Image colormaps in Matplotlib - Time & Space Complexity
We want to understand how the time to apply a colormap to an image changes as the image size grows.
How does the processing time grow when we increase the number of pixels?
Analyze the time complexity of the following code snippet.
import matplotlib.pyplot as plt
import numpy as np
image = np.random.rand(512, 512)
plt.imshow(image, cmap='viridis')
plt.colorbar()
plt.show()
This code creates a 512x512 random image and applies the 'viridis' colormap to display it.
Identify the loops, recursion, array traversals that repeat.
- Primary operation: Applying the colormap to each pixel value in the image array.
- How many times: Once for every pixel, so total pixels = width x height.

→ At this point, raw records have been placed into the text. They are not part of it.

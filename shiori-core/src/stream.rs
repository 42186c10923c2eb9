//! Globally ordered token stream
//!
//! [`TokenStreamBuilder`] concatenates per-sentence token lists in sentence
//! order and assigns every token one global order. The result is a pure
//! function of its inputs, so re-tokenizing a text with the same profile
//! reproduces the same stream byte for byte.

use crate::language::{InternalRules, LanguageProfile};
use crate::segmenter::{SentenceSegmenter, SentenceSpan};
use crate::tokenizer::{InternalWordTokenizer, RawToken};
use serde::Serialize;
use std::fmt;
use std::ops::Range;

/// Identifier of a sentence within a stream
#[derive(Debug, Clone, Copy, PartialEq, Eq, Hash, PartialOrd, Ord, Serialize)]
#[serde(transparent)]
pub struct SentenceId(pub u32);

impl fmt::Display for SentenceId {
    fn fmt(&self, f: &mut fmt::Formatter<'_>) -> fmt::Result {
        write!(f, "s{}", self.0)
    }
}

/// A sentence and the contiguous range of tokens it owns
#[derive(Debug, Clone, PartialEq, Eq, Serialize)]
pub struct Sentence {
    pub id: SentenceId,
    pub ordinal: usize,
    /// Trimmed sentence text
    pub text: String,
    /// Byte span of `text` in the source
    pub span: Range<usize>,
    /// Global orders of the tokens of this sentence
    pub tokens: Range<usize>,
}

impl Sentence {
    /// Number of tokens in the sentence
    pub fn token_count(&self) -> usize {
        self.tokens.len()
    }
}

/// One token of a text
#[derive(Debug, Clone, PartialEq, Eq, Serialize)]
pub struct TextItem {
    /// Global order, contiguous from 0
    pub order: usize,
    pub sentence_id: SentenceId,
    pub surface: String,
    pub lowercase: String,
    pub is_word: bool,
    /// Whitespace that followed the token in the source
    #[serde(skip_serializing_if = "String::is_empty")]
    pub separator: String,
    #[serde(skip_serializing_if = "Option::is_none")]
    pub lemma: Option<String>,
}

/// Sentences plus their tokens in global order
#[derive(Debug, Clone, Default, PartialEq, Eq, Serialize)]
pub struct TokenStream {
    sentences: Vec<Sentence>,
    items: Vec<TextItem>,
}

impl TokenStream {
    /// All sentences in order
    pub fn sentences(&self) -> &[Sentence] {
        &self.sentences
    }

    /// All tokens in global order
    pub fn items(&self) -> &[TextItem] {
        &self.items
    }

    pub(crate) fn items_mut(&mut self) -> &mut [TextItem] {
        &mut self.items
    }

    /// Number of tokens
    pub fn len(&self) -> usize {
        self.items.len()
    }

    /// Whether the stream has no tokens
    pub fn is_empty(&self) -> bool {
        self.items.is_empty()
    }

    /// Word tokens only
    pub fn words(&self) -> impl Iterator<Item = &TextItem> {
        self.items.iter().filter(|item| item.is_word)
    }

    /// Tokens owned by a sentence
    pub fn tokens_of(&self, sentence: &Sentence) -> &[TextItem] {
        &self.items[sentence.tokens.clone()]
    }

    /// The sentence containing the token with the given order
    pub fn sentence_of(&self, order: usize) -> Option<&Sentence> {
        if order >= self.items.len() {
            return None;
        }
        let idx = self.sentences.partition_point(|s| s.tokens.end <= order);
        self.sentences.get(idx)
    }

    /// Tokens within `radius` positions of `order`, clamped to the stream
    pub fn context(&self, order: usize, radius: usize) -> &[TextItem] {
        if order >= self.items.len() {
            return &[];
        }
        let start = order.saturating_sub(radius);
        let end = order.saturating_add(radius).saturating_add(1).min(self.items.len());
        &self.items[start..end]
    }

    /// Concatenate surfaces and separators
    ///
    /// On the internal path with spaces kept this is the trimmed source text.
    pub fn reconstruct_text(&self) -> String {
        let mut text = String::new();
        for item in &self.items {
            text.push_str(&item.surface);
            text.push_str(&item.separator);
        }
        text
    }

    /// Split into sentences and items
    pub fn into_parts(self) -> (Vec<Sentence>, Vec<TextItem>) {
        (self.sentences, self.items)
    }
}

/// Assembles a [`TokenStream`] from per-sentence token lists
#[derive(Debug)]
pub struct TokenStreamBuilder<'t> {
    source: &'t str,
    keep_separators: bool,
    id_base: u32,
    pending: Vec<(SentenceSpan<'t>, Vec<RawToken>)>,
}

impl<'t> TokenStreamBuilder<'t> {
    /// Builder over the source text the sentences were cut from
    pub fn new(source: &'t str) -> Self {
        Self {
            source,
            keep_separators: true,
            id_base: 0,
            pending: Vec::new(),
        }
    }

    /// Whether inter-sentence whitespace is kept as the separator of each
    /// sentence's last token (default: true)
    pub fn keep_separators(mut self, keep: bool) -> Self {
        self.keep_separators = keep;
        self
    }

    /// First sentence id; later sentences count up from it
    pub fn sentence_id_base(mut self, base: u32) -> Self {
        self.id_base = base;
        self
    }

    /// Append the tokens of the next sentence
    pub fn push_sentence(&mut self, span: SentenceSpan<'t>, tokens: Vec<RawToken>) {
        self.pending.push((span, tokens));
    }

    /// Assign global orders and produce the stream
    pub fn build(self) -> TokenStream {
        let total: usize = self.pending.iter().map(|(_, tokens)| tokens.len()).sum();
        let mut sentences = Vec::with_capacity(self.pending.len());
        let mut items = Vec::with_capacity(total);

        let mut pending = self.pending.into_iter().peekable();
        let mut ordinal = 0usize;
        while let Some((span, tokens)) = pending.next() {
            let id = SentenceId(self.id_base + ordinal as u32);
            let gap = match pending.peek() {
                Some((next, _)) if self.keep_separators => &self.source[span.end..next.start],
                _ => "",
            };

            let first = items.len();
            let count = tokens.len();
            for (i, token) in tokens.into_iter().enumerate() {
                let mut separator = token.separator;
                if i + 1 == count {
                    separator.push_str(gap);
                }
                items.push(TextItem {
                    order: items.len(),
                    sentence_id: id,
                    surface: token.surface,
                    lowercase: token.lowercase,
                    is_word: token.is_word,
                    separator,
                    lemma: None,
                });
            }

            sentences.push(Sentence {
                id,
                ordinal,
                text: span.text.to_string(),
                span: span.span(),
                tokens: first..items.len(),
            });
            ordinal += 1;
        }

        TokenStream { sentences, items }
    }
}

/// Segment and tokenize a text with the character-class tokenizer
pub fn tokenize_internal(text: &str, profile: &LanguageProfile, rules: InternalRules) -> TokenStream {
    let tokenizer = InternalWordTokenizer::new(profile.word_chars(), rules);
    let mut builder = TokenStreamBuilder::new(text).keep_separators(!rules.remove_spaces);
    for span in SentenceSegmenter::new(profile).segment(text) {
        let tokens = tokenizer.tokenize(span.text);
        builder.push_sentence(span, tokens);
    }
    builder.build()
}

As the image size grows, the number of pixels grows, so the work grows proportionally.
| Input Size (n = total pixels) | Approx. Operations |
|---|---|
| 10 x 10 = 100 | 100 operations |
| 100 x 100 = 10,000 | 10,000 operations |
| 1000 x 1000 = 1,000,000 | 1,000,000 operations |
Pattern observation: Doubling the image width and height quadruples the number of pixels and operations.
Time Complexity: O(n)
This means the time to apply the colormap grows linearly with the number of pixels in the image.
[X] Wrong: "Applying a colormap takes the same time no matter the image size."
[OK] Correct: Each pixel must be processed, so more pixels mean more work and more time.
Understanding how image size affects processing time helps you explain performance in real data visualization tasks.
What if we used a smaller colormap lookup table instead of mapping each pixel individually? How would the time complexity change?